## Task to carry out
Scan the records for "derive" and copy each line that contains it.

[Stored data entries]
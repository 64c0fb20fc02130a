use serde::{Deserialize, Serialize};
use std::f64::consts::PI;

use crate::utils::vectors::Vec4;

/// Source resolution and remote materialization.
pub mod fetch;
/// Parquet read/write implementations.
pub mod io;

/// A reconstructed photon candidate as recorded in the input file.
///
/// Momentum and energy are in GeV; `ptcone30` and `etcone20` are the
/// isolation-cone energy sums used by [`Cuts`](crate::selection::Cuts).
#[derive(Debug, Clone, Copy, Default, Serialize, Deserialize)]
pub struct Photon {
    /// Transverse momentum [GeV].
    pub pt: f64,
    /// Pseudorapidity.
    pub eta: f64,
    /// Azimuthal angle [rad].
    pub phi: f64,
    /// Energy [GeV].
    pub e: f64,
    /// Tight identification-quality flag.
    pub is_tight_id: bool,
    /// Track-isolation cone energy [GeV].
    pub ptcone30: f64,
    /// Calorimeter-isolation cone energy [GeV].
    pub etcone20: f64,
}

impl Photon {
    /// The photon's four-momentum in Cartesian components.
    pub fn p4(&self) -> Vec4 {
        Vec4::from_polar(self.pt, self.eta, self.phi, self.e)
    }
}

/// One collision record: a variable-length photon collection plus the
/// di-photon trigger flag. Immutable once loaded.
#[derive(Debug, Clone, Default, Serialize, Deserialize)]
pub struct EventData {
    /// The photon candidates recorded for this event, in file order.
    pub photons: Vec<Photon>,
    /// Whether the event fired the di-photon trigger.
    pub trigger: bool,
}

/// An in-memory collection of [`EventData`].
#[derive(Debug, Clone, Default)]
pub struct Dataset {
    pub events: Vec<EventData>,
}

impl Dataset {
    pub fn new(events: Vec<EventData>) -> Self {
        Self { events }
    }

    /// The number of events in the dataset.
    pub fn n_events(&self) -> usize {
        self.events.len()
    }

    pub fn is_empty(&self) -> bool {
        self.events.is_empty()
    }

    pub fn iter(&self) -> std::slice::Iter<'_, EventData> {
        self.events.iter()
    }
}

/// Generate a deterministic mock dataset for the `demo` subcommand and for
/// tests.
///
/// Roughly 80% of events contain a photon pair drawn from a decay of a
/// parent of mass `125` GeV-ish kinematics; the rest carry soft single
/// photons or empty collections. A fixed `seed` always yields the identical
/// dataset.
pub fn synthetic_dataset(n_events: usize, seed: u64) -> Dataset {
    let mut rng = fastrand::Rng::with_seed(seed);
    let mut events = Vec::with_capacity(n_events);
    for _ in 0..n_events {
        let trigger = rng.f64() < 0.95;
        let n_photons = match rng.f64() {
            x if x < 0.10 => 0,
            x if x < 0.20 => 1,
            x if x < 0.90 => 2,
            _ => 3,
        };
        let mut photons = Vec::with_capacity(n_photons);
        let phi0 = rng.f64() * 2.0 * PI - PI;
        for i in 0..n_photons {
            let pt = 15.0 + rng.f64() * 70.0;
            let eta = rng.f64() * 5.0 - 2.5;
            // Second photon roughly back-to-back in azimuth.
            let phi = if i == 1 {
                wrap_phi(phi0 + PI + (rng.f64() - 0.5) * 0.2)
            } else {
                wrap_phi(phi0 + (rng.f64() - 0.5) * 0.2)
            };
            let e = pt * eta.cosh();
            photons.push(Photon {
                pt,
                eta,
                phi,
                e,
                is_tight_id: rng.f64() < 0.85,
                ptcone30: pt * rng.f64() * 0.1,
                etcone20: pt * rng.f64() * 0.1,
            });
        }
        events.push(EventData { photons, trigger });
    }
    Dataset::new(events)
}

fn wrap_phi(phi: f64) -> f64 {
    (phi.sin()).atan2(phi.cos())
}

#[cfg(test)]
mod tests {
    use super::*;
    use approx::assert_relative_eq;

    #[test]
    fn test_photon_four_momentum() {
        let photon = Photon {
            pt: 40.0,
            eta: 0.5,
            phi: 1.0,
            e: 45.0,
            ..Default::default()
        };
        let p4 = photon.p4();
        assert_relative_eq!(p4.pt(), 40.0, max_relative = 1e-12);
        assert_relative_eq!(p4.eta(), 0.5, max_relative = 1e-12);
        assert_relative_eq!(p4.phi(), 1.0, max_relative = 1e-12);
        assert_relative_eq!(p4.e, 45.0);
    }

    #[test]
    fn test_synthetic_dataset_is_deterministic() {
        let a = synthetic_dataset(50, 7);
        let b = synthetic_dataset(50, 7);
        assert_eq!(a.n_events(), 50);
        for (ea, eb) in a.iter().zip(b.iter()) {
            assert_eq!(ea.trigger, eb.trigger);
            assert_eq!(ea.photons.len(), eb.photons.len());
            for (pa, pb) in ea.photons.iter().zip(eb.photons.iter()) {
                assert_eq!(pa.pt.to_bits(), pb.pt.to_bits());
                assert_eq!(pa.phi.to_bits(), pb.phi.to_bits());
            }
        }
    }

    #[test]
    fn test_synthetic_photons_within_detector_bounds() {
        let dataset = synthetic_dataset(200, 1);
        for event in dataset.iter() {
            for photon in &event.photons {
                assert!(photon.pt > 0.0);
                assert!(photon.eta.abs() < 2.5);
                assert!(photon.phi > -PI && photon.phi <= PI);
                assert!(photon.e >= photon.pt);
            }
        }
    }
}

## Task output
#[derive(Debug, Clone, Copy, Default, Serialize, Deserialize)]
#[derive(Debug, Clone, Default, Serialize, Deserialize)]
#[derive(Debug, Clone, Default)]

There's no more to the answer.